Kolejny zwrot akcji w sprawie kontrowersyjnej umowy z krajami Mercosur. Wniosek o głosowanie w PE w sprawie pilnej procedury uchwalenia klauzul zabezpieczających w tej umowie został wycofany. "Nie ma zgody na siłowe rozwiązania w sprawie umowy z krajami Mercosur. Widać wyraźnie, że większość ma uzasadnione obawy wobec tej umowy. I nie zgadza się na brak debaty i dyskusji. Brak zgody na szybką ścieżkę oznacza, że wygraliśmy bitwę i szansę na poważne potraktowanie tak ważnej umowy" - skomentował w rozmowie z RMF FM eurodeputowany PSL Krzysztof Hetman.

REKLAMA

  • Europejska Partia Ludowa (EPL) wycofała w Parlamencie Europejskim wniosek o procedowanie w trybie pilnym tzw. hamulca bezpieczeństwa do umowy handlowej UE z krajami Mercosur.
  • W efekcie, we wtorek 25 listopada 2025 roku nie odbyło się głosowanie nad rozporządzeniem dotyczącym tego mechanizmu.
  • Tryb pilny pozwoliłby na szybkie głosowanie nad rozporządzeniem oraz przyspieszenie zatwierdzania całej umowy handlowej z Mercosurem.
  • Chcesz być na bieżąco? Odwiedź stronę główną RMF24.pl.

O wycofaniu wniosku poinformowała na posiedzeniu plenarnym izby w Strasburgu przewodnicząca PE Roberta Metsola. EPL jest największą frakcją w Parlamencie Europejskim, należą do niej KO i PSL.

O skandalicznym procedowaniu umowy z Mercosur w Parlamencie Europejskim informowała w poniedziałek korespondentka RMF FM Katarzyna Szymańska-Borginon.

Wycofanie przez Europejską Partię Ludową wniosku oznacza, że frakcja ta ugięła się pod falą krytyki, z jaką się spotkała.
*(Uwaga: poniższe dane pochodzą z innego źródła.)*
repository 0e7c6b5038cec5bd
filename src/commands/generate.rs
//! Generate static files

use anyhow::Result;
use notify::Watcher;
use std::path::Path;
use std::sync::mpsc::channel;
use std::time::Duration;

use crate::cache::{hash_content, CacheDb};
use crate::content::loader::ContentLoader;
use crate::generator::Generator;
use crate::Folio;

/// Generate the static site, skipping the build when nothing changed
pub fn run(folio: &Folio) -> Result<()> {
    run_with_options(folio, false)
}

/// Generate with force option
pub fn run_with_options(folio: &Folio, force: bool) -> Result<()> {
    let start = std::time::Instant::now();

    let loader = ContentLoader::new(folio);
    let posts = loader.load_posts()?;
    let pages = loader.load_pages()?;

    tracing::info!("Loaded {} posts and {} pages", posts.len(), pages.len());

    let config_hash = hash_content(&serde_yaml::to_string(&folio.config)?);
    let post_hashes: Vec<_> = posts
        .iter()
        .map(|p| (p.source.clone(), hash_content(&p.raw)))
        .collect();
    let page_hashes: Vec<_> = pages
        .iter()
        .map(|p| (p.source.clone(), hash_content(&p.raw)))
        .collect();

    let cache = CacheDb::load(&folio.base_dir);
    if !force && !cache.is_stale(config_hash, &post_hashes, &page_hashes) {
        tracing::info!(
            "No changes detected, skipping generation ({:.2}s)",
            start.elapsed().as_secs_f64()
        );
        return Ok(());
    }

    let generator = Generator::new(folio)?;
    generator.generate(&posts, &pages)?;

    CacheDb::snapshot(config_hash, &post_hashes, &page_hashes).save(&folio.base_dir)?;

    tracing::info!("Generated in {:.2}s", start.elapsed().as_secs_f64());

    Ok(())
}

/// Watch for file changes and regenerate
pub async fn watch(folio: &Folio) -> Result<()> {
    let (tx, rx) = channel();

    let mut watcher = notify::recommended_watcher(move |res| {
        if let Ok(event) = res {
            let _ = tx.send(event);
        }
    })?;

    watcher.watch(folio.source_dir.as_ref(), notify::RecursiveMode::Recursive)?;

    let config_path = folio.base_dir.join("config.yml");
    if config_path.exists() {
        watcher.watch(Path::new(&config_path), notify::RecursiveMode::NonRecursive)?;
    }

    tracing::info!("Watching for changes. Press Ctrl+C to stop.");

    // Debounce events
    let mut last_rebuild = std::time::Instant::now();

    loop {
        match rx.recv_timeout(Duration::from_millis(100)) {
            Ok(_event) => {
                if last_rebuild.elapsed() > Duration::from_millis(500) {
                    tracing::info!("File changed, regenerating...");
                    if let Err(e) = run(folio) {
                        tracing::error!("Generation failed: {}", e);
                    }
                    last_rebuild = std::time::Instant::now();
                }
            }
            Err(std::sync::mpsc::RecvTimeoutError::Timeout) => {
                // Continue waiting
            }
            Err(std::sync::mpsc::RecvTimeoutError::Disconnected) => {
                break;
            }
        }
    }

    Ok(())
}
//! Heading extraction from raw markdown

use lazy_static::lazy_static;
use regex::Regex;

use crate::content::Heading;
use crate::helpers::slugify;

lazy_static! {
    static ref HEADING_RE: Regex = Regex::new(r"(?m)^(#{2,6})\s+(.+)$").unwrap();
}

/// Extract h2/h3 headings from raw markdown, in document order.
///
/// Deeper levels are matched and discarded so they never leak through as
/// malformed h2 text. Slugs come from the shared [`slugify`] function, the
/// same one the markdown renderer uses for `id` attributes. Duplicate
/// heading text produces duplicate slugs; they are not deduplicated.
pub fn extract_headings(content: &str) -> Vec<Heading> {
    let mut headings = Vec::new();

    for cap in HEADING_RE.captures_iter(content) {
        let level = cap[1].len();
        if !(2..=3).contains(&level) {
            continue;
        }
        let text = cap[2].trim().to_string();
        let slug = slugify(&text);
        headings.push(Heading { level, text, slug });
    }

    headings
}

#[cfg(test)]
mod tests {
    use super::*;

    #[test]
    fn test_levels_two_and_three_only() {
        let headings = extract_headings("## A\n### B\n#### C");
        assert_eq!(headings.len(), 2);
        assert_eq!(headings[0].level, 2);
        assert_eq!(headings[0].text, "A");
        assert_eq!(headings[1].level, 3);
        assert_eq!(headings[1].text, "B");
    }

    #[test]
    fn test_document_order_preserved() {
        let md = "intro\n\n### First\n\ntext\n\n## Second\n\n### Third\n";
        let headings = extract_headings(md);
        let texts: Vec<_> = headings.iter().map(|h| h.text.as_str()).collect();
        assert_eq!(texts, vec!["First", "Second", "Third"]);
    }

    #[test]
    fn test_slug_generation() {
        let headings = extract_headings("## What's Next?");
        assert_eq!(headings[0].slug, "whats-next");
    }

    #[test]
    fn test_duplicate_headings_keep_duplicate_slugs() {
        let headings = extract_headings("## Setup\n\ntext\n\n## Setup");
        assert_eq!(headings.len(), 2);
        assert_eq!(headings[0].slug, headings[1].slug);
    }

    #[test]
    fn test_h1_and_plain_text_ignored() {
        let headings = extract_headings("# Title\n\nNot # a heading\n\n##NoSpace");
        assert!(headings.is_empty());
    }

    #[test]
    fn test_empty_content() {
        assert!(extract_headings("").is_empty());
    }
}
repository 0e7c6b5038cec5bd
//! Date parsing and formatting helpers

use chrono::{DateTime, Local, NaiveDateTime, TimeZone};

/// Parse a frontmatter date string in any of the formats the content files use
pub fn parse_date_string(s: &str) -> Option<DateTime<Local>> {
    let s = s.trim();

    let formats = [
        "%Y-%m-%d %H:%M:%S",
        "%Y/%m/%d %H:%M:%S",
        "%Y-%m-%d %H:%M",
        "%Y-%m-%d",
        "%Y/%m/%d",
        "%Y-%m-%dT%H:%M:%S",
        "%Y-%m-%dT%H:%M:%S%.f",
    ];

    // Naive values are local wall-clock times; mapping them through the
    // local offset keeps the written date intact in any timezone
    for fmt in formats {
        if let Ok(dt) = NaiveDateTime::parse_from_str(s, fmt) {
            if let Some(local) = Local.from_local_datetime(&dt).earliest() {
                return Some(local);
            }
        }
        if let Ok(d) = chrono::NaiveDate::parse_from_str(s, fmt) {
            if let Some(local) = d
                .and_hms_opt(0, 0, 0)
                .and_then(|dt| Local.from_local_datetime(&dt).earliest())
            {
                return Some(local);
            }
        }
    }

    // RFC 3339 / ISO 8601 with offset
    if let Ok(dt) = DateTime::parse_from_rfc3339(s) {
        return Some(dt.with_timezone(&Local));
    }

    None
}

/// Format a date as `YYYY-MM-DD`, the form used in sitemaps and listings
pub fn short_date<Tz: TimeZone>(date: &DateTime<Tz>) -> String
where
    Tz::Offset: std::fmt::Display,
{
    date.format("%Y-%m-%d").to_string()
}

#[cfg(test)]
mod tests {
    use super::*;

    #[test]
    fn test_parse_date_string() {
        let dt = parse_date_string("2024-01-15").unwrap();
        assert_eq!(short_date(&dt), "2024-01-15");

        let dt = parse_date_string("2024-01-15 10:30:00").unwrap();
        assert_eq!(short_date(&dt), "2024-01-15");

        assert!(parse_date_string("not a date").is_none());
    }

    #[test]
    fn test_parsed_date_keeps_local_wall_clock() {
        // The frontmatter date is a local wall-clock value; the day must
        // not shift with the machine's UTC offset
        let dt = parse_date_string("2024-01-15").unwrap();
        assert_eq!(dt.naive_local().format("%Y-%m-%d %H:%M").to_string(), "2024-01-15 00:00");

        let dt = parse_date_string("2024-06-01 10:30:00").unwrap();
        assert_eq!(
            dt.naive_local().format("%Y-%m-%d %H:%M:%S").to_string(),
            "2024-06-01 10:30:00"
        );
    }
}
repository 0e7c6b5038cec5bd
//! CLI commands

pub mod clean;
pub mod generate;
pub mod init;
pub mod list;
pub mod new;
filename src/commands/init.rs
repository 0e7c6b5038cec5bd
//! Initialize a new site

use anyhow::Result;
use std::fs;
use std::path::Path;

/// Initialize a new site in the given directory
pub fn init_site(target_dir: &Path) -> Result<()> {
    fs::create_dir_all(target_dir)?;
    fs::create_dir_all(target_dir.join("content/blog"))?;

    let config_path = target_dir.join("config.yml");
    if config_path.exists() {
        anyhow::bail!("config.yml already exists in {:?}", target_dir);
    }

    let config_content = r#"# Site
title: Portfolio
description: ''
author: John Doe

# URL
base_url: http://example.com
root: /

# Directory
source_dir: content
public_dir: public
blog_dir: blog
category_dir: categories
pagination_dir: page

# Content
per_page: 4
summary_length: 150
related_posts: 3
render_drafts: false

# Theme
theme:
  default: light
  allow_toggle: true

# Contact page
contact:
  email: ''
  github: ''
  linkedin: ''
  location: ''
"#;
    fs::write(&config_path, config_content)?;

    let sample_post = r#"---
title: Hello World
date: 2024-01-01
categories:
  - General
---

Welcome to your new site.

## Getting started

Run `folio-rs generate` to build the site into the public directory.
"#;
    fs::write(target_dir.join("content/blog/hello-world.md"), sample_post)?;

    let contact_page = r#"---
title: Contact
layout: contact
---

Get in touch.
"#;
    fs::write(target_dir.join("content/contact.md"), contact_page)?;

    Ok(())
}
//! HTTP client module
//!
//! Shared HTTP plumbing for the store and warehouse clients.
//!
//! # Features
//!
//! - **Automatic Retries**: Configurable retry logic with backoff
//! - **Rate Limiting**: Token bucket rate limiter using governor
//! - **Backoff Strategies**: Constant, linear, and exponential backoff

mod client;
mod rate_limit;

pub use client::{HttpClient, HttpClientConfig, RequestConfig};
pub use rate_limit::{RateLimiter, RateLimiterConfig};
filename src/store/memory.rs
//! In-memory store backend
//!
//! Serves local development and the test suite. Records are kept in
//! key order per kind; shard assignment hashes the key so the shard
//! union always equals the full result set.

use super::{ScanPage, Shard, TelemetryStore};
use crate::error::{Error, Result};
use crate::types::{JsonValue, RecordKind};
use async_trait::async_trait;
use std::collections::hash_map::DefaultHasher;
use std::collections::{BTreeMap, HashMap};
use std::hash::{Hash, Hasher};
use std::sync::atomic::{AtomicUsize, Ordering};
use tokio::sync::RwLock;

/// In-memory telemetry store
#[derive(Debug)]
pub struct MemoryStore {
    records: RwLock<HashMap<RecordKind, BTreeMap<String, JsonValue>>>,
    page_size: usize,
    delete_calls: AtomicUsize,
}

impl Default for MemoryStore {
    fn default() -> Self {
        Self::new()
    }
}

impl MemoryStore {
    /// Create an empty store with the default page size
    pub fn new() -> Self {
        Self::with_page_size(100)
    }

    /// Create an empty store with an explicit scan page size
    pub fn with_page_size(page_size: usize) -> Self {
        Self {
            records: RwLock::new(HashMap::new()),
            page_size,
            delete_calls: AtomicUsize::new(0),
        }
    }

    /// Insert a raw record. The payload must carry an `"id"` field, which
    /// becomes the store key.
    pub async fn insert(&self, kind: RecordKind, record: JsonValue) -> Result<()> {
        let key = record
            .get("id")
            .and_then(JsonValue::as_str)
            .ok_or_else(|| Error::decode(kind.as_str(), "record without id"))?
            .to_string();

        self.records
            .write()
            .await
            .entry(kind)
            .or_default()
            .insert(key, record);
        Ok(())
    }

    /// Number of records currently stored for a kind
    pub async fn len(&self, kind: RecordKind) -> usize {
        self.records
            .read()
            .await
            .get(&kind)
            .map_or(0, BTreeMap::len)
    }

    /// Whether a key is still present
    pub async fn contains(&self, kind: RecordKind, key: &str) -> bool {
        self.records
            .read()
            .await
            .get(&kind)
            .is_some_and(|m| m.contains_key(key))
    }

    /// Number of `delete` calls observed, across all kinds
    pub fn delete_calls(&self) -> usize {
        self.delete_calls.load(Ordering::SeqCst)
    }
}

fn shard_of(key: &str, count: usize) -> usize {
    let mut hasher = DefaultHasher::new();
    key.hash(&mut hasher);
    (hasher.finish() as usize) % count.max(1)
}

#[async_trait]
impl TelemetryStore for MemoryStore {
    async fn scan_page(
        &self,
        kind: RecordKind,
        shard: Shard,
        cursor: Option<String>,
    ) -> Result<ScanPage> {
        let records = self.records.read().await;
        let Some(by_key) = records.get(&kind) else {
            return Ok(ScanPage::default());
        };

        let page: Vec<(&String, &JsonValue)> = by_key
            .iter()
            .filter(|(key, _)| shard_of(key, shard.count) == shard.index)
            .filter(|(key, _)| cursor.as_deref().is_none_or(|c| key.as_str() > c))
            .take(self.page_size)
            .collect();

        let next_cursor = (page.len() == self.page_size)
            .then(|| page.last().map(|(key, _)| (*key).clone()))
            .flatten();

        Ok(ScanPage {
            records: page.into_iter().map(|(_, value)| value.clone()).collect(),
            next_cursor,
        })
    }

    async fn delete(&self, kind: RecordKind, keys: &[String]) -> Result<()> {
        self.delete_calls.fetch_add(1, Ordering::SeqCst);

        let mut records = self.records.write().await;
        if let Some(by_key) = records.get_mut(&kind) {
            for key in keys {
                by_key.remove(key);
            }
        }
        Ok(())
    }
}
EPL złożyła w poniedziałek wniosek o przegłosowanie trybu pilnego dla rozporządzenia o klauzulach zabezpieczających dla rolników, mimo że w ubiegłym tygodniu przewodniczący frakcji europarlamentu nie wyrazili na to zgody.

Wywołało to oburzenie wśród europosłów, także w samej frakcji EPL-u, zwłaszcza wśród polskich i francuskich eurodeputowanych. Tym bardziej wielkie, że w zeszłym tygodniu szefowa PE Roberta Metsola odrzuciła wniosek 145 eurodeputowanych o skierowanie umowy do TSUE.

List polskiego europosła

Tuż przed dzisiejszym głosowaniem oburzeni eurodeputowani skonsolidowali swoje siły. Polski eurodeputowany PSL Krzysztof Hetman rozesłał do wszystkich europosłów list, w którym wzywał do głosowania przeciwko trybowi pilnemu.

"Nie możemy stwarzać w Parlamencie Europejskim wrażenia, że próbujemy pospiesznie przeprowadzać procedury lub narzucać rozwiązania obywatelom europejskim, nie poświęcając tym poważnym kwestiom odpowiedniej dawki uwagi i troski, na jaką zasługują" - argumentował w swoim liście.

Podobne działania podejmowali eurodeputowani z Francji.

Von der Leyen naciska

Jak ujawniła w poniedziałek jako pierwsza dziennikarka RMF FM, na szybkie procedowanie naciska przede wszystkim szefowa KE Ursula von der Leyen, która dosłownie dopycha Mercosur kolanem, bo chce zawieść gotową umowę 20 grudnia na szczyt do Brazylii.

Jak dowiedziała się dziennikarka RMF FM w PE, von der Leyen dzwoniła nawet w tej sprawie do Roberty Metsoli, która należy do tej samej frakcji - EPL.

Uchwalenie w trybie pilnym przez PE klauzul ochronnych dla rolników miało przyspieszyć ostateczne przyjęcie samej umowy przez kraje Unii. Rozporządzenie o klauzulach to ostatnia przeszkoda przed tym finalnym głosowaniem i ma przekonać głównie Francję do głosowania na "tak". Teraz są, jak zaznacza Hetman, "szanse na poważne potraktowanie tak ważnej umowy".